## Problem
From the records below, extract only the lines running from the line with "and check digit." to the line with "a recognizable status", both lines included, reproducing them exactly.

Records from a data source
※
#![deny(missing_docs)]

//! # spar-core: Foundational Types for SPAR Person Lookups
//!
//! This crate holds the pure part of the lookup pipeline. It performs no I/O
//! and depends only on `serde`, `serde_json`, `thiserror`,
//! `chrono`, and `quick-xml` from the external ecosystem.
//!
//! ## Design Principles
//!
//! 1. **Validated newtype for the identity number.** A [`Personnummer`] can
//!    only be obtained through parsing, so every value in circulation is the
//!    canonical 12-digit form with a valid date and check digit.
//!
//! 2. **One tolerant tree for every payload shape.** Registry responses are
//!    parsed once into a [`RegistryNode`] tree (namespace prefixes stripped,
//!    scalar-or-sequence fields flattened into repeated children). Mapping
//!    code only ever queries that tree.
//!
//! 3. **Outcomes are never inferred by omission.** The normalizer yields
//!    exactly one [`LookupOutcome`]; a payload without a recognizable status
//!    signal is `Malformed`, never `Found`.
//!
//! 4. **Structured errors.** [`ValidationError`], [`PayloadError`], and
//!    [`LookupError`] are `thiserror` enums with stable machine-readable codes.

pub mod error;
pub mod person;
pub mod personnummer;
pub mod registry;

pub use error::{LookupError, PayloadError, ValidationError};
pub use person::{Address, LookupOutcome, PersonRecord, NAME_NOT_AVAILABLE, UNKNOWN};
pub use personnummer::{check_digit_for, luhn_valid, Personnummer, VALID_EXAMPLES};
pub use registry::{normalize, RawRegistryPayload, RegistryNode, RegistryStatus};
※
## Answer to this exercise
//!    canonical 12-digit form with a valid date and check digit.
//!
//! 2. **One tolerant tree for every payload shape.** Registry responses are
//!    parsed once into a [`RegistryNode`] tree (namespace prefixes stripped,
//!    scalar-or-sequence fields flattened into repeated children). Mapping
//!    code only ever queries that tree.
//!
//! 3. **Outcomes are never inferred by omission.** The normalizer yields
//!    exactly one [`LookupOutcome`]; a payload without a recognizable status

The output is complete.